*Task description*
Search the material for lines containing the word "failed", and copy each one.

_ _ _ _

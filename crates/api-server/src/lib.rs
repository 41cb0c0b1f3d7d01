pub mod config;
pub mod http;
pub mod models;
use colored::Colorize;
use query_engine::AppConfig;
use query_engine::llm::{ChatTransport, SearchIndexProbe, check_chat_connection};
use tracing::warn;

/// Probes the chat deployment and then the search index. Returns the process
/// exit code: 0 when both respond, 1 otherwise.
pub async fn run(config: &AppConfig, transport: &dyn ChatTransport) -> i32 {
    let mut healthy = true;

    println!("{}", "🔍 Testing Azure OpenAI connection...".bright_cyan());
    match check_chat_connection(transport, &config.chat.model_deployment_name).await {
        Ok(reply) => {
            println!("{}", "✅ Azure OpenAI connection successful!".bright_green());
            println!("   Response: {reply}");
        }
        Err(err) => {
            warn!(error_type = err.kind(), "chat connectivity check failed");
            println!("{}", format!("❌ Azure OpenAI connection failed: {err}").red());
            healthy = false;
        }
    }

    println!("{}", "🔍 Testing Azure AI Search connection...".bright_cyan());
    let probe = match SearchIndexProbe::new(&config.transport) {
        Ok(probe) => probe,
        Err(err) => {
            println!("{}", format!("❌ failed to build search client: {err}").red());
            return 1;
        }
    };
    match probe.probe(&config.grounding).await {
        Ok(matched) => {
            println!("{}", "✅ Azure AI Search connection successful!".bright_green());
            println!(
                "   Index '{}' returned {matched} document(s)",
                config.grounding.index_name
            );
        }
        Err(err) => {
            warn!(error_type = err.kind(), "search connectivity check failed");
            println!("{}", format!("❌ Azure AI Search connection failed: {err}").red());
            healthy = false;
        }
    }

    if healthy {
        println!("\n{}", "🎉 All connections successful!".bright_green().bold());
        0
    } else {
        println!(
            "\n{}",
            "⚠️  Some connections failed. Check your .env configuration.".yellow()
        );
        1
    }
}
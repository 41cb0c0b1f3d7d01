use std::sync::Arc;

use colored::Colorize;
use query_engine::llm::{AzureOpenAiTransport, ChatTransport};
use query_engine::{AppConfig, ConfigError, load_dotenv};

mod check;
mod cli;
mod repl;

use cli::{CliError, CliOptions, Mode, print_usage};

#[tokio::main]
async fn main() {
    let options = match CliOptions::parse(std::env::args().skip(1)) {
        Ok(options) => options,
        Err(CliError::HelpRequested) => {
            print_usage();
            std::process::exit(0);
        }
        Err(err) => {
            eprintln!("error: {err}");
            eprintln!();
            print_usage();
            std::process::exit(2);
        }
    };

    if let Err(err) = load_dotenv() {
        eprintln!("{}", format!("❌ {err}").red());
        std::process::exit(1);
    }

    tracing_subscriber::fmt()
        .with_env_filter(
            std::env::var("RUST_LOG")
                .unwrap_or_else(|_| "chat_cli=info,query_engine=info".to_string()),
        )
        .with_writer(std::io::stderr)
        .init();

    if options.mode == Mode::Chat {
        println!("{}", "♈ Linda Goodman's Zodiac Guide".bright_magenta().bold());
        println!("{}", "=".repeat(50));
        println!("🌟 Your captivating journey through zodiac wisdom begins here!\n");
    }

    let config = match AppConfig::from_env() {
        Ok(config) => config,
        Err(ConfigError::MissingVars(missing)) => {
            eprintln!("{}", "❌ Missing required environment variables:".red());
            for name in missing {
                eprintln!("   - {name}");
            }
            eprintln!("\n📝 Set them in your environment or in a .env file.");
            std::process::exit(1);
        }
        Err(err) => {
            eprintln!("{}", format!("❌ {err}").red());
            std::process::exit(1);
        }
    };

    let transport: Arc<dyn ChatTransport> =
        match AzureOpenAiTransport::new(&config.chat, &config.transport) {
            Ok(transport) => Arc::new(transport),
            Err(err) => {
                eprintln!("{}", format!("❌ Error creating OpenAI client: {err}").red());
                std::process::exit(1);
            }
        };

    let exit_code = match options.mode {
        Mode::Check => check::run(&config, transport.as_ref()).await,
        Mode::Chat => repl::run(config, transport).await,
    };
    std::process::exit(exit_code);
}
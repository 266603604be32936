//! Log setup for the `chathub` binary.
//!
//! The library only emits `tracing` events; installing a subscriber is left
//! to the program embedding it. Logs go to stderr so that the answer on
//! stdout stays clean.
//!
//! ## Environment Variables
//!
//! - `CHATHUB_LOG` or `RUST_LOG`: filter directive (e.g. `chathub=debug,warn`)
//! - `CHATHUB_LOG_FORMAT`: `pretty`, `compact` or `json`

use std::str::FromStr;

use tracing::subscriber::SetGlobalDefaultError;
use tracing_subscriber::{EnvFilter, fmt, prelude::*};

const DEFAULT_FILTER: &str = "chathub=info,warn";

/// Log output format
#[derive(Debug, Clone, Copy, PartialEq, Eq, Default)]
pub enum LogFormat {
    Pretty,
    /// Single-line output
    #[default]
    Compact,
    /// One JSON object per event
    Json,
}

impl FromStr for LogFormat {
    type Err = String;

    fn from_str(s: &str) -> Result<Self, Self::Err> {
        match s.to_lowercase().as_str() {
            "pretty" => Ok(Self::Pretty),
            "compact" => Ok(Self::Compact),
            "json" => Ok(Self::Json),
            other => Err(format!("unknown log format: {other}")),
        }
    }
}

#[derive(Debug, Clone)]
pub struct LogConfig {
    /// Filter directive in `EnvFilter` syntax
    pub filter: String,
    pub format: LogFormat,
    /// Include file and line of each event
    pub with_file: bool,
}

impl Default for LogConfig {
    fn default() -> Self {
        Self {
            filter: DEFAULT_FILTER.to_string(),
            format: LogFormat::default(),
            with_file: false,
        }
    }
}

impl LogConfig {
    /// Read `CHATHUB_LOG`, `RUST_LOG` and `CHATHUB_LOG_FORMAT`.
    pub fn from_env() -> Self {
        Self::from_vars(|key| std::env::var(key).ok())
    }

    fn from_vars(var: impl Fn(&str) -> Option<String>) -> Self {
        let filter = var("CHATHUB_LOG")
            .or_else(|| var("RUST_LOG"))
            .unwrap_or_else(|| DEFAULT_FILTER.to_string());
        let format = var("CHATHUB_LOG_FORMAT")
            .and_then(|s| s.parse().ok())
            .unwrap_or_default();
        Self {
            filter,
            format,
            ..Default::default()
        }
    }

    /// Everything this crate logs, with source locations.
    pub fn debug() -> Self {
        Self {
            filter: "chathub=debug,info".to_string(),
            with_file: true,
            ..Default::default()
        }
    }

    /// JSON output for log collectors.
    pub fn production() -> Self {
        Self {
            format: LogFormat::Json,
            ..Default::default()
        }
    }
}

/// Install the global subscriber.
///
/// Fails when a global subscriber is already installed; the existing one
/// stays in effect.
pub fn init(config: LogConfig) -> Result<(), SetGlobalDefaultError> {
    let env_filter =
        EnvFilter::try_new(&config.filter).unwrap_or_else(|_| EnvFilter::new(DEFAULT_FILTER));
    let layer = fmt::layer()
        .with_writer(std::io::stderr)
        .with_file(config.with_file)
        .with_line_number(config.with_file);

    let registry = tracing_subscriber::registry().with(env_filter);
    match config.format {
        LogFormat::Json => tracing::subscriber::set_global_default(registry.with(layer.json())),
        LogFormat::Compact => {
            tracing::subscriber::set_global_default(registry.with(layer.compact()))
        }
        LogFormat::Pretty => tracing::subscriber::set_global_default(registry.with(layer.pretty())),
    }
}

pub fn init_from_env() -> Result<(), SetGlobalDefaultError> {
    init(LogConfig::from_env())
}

_ _ _ _

*Problem solution*
            warn!(error_type = err.kind(), "chat connectivity check failed");
            println!("{}", format!("❌ Azure OpenAI connection failed: {err}").red());
            println!("{}", format!("❌ failed to build search client: {err}").red());
            warn!(error_type = err.kind(), "search connectivity check failed");
            println!("{}", format!("❌ Azure AI Search connection failed: {err}").red());
            "⚠️  Some connections failed. Check your .env configuration.".yellow()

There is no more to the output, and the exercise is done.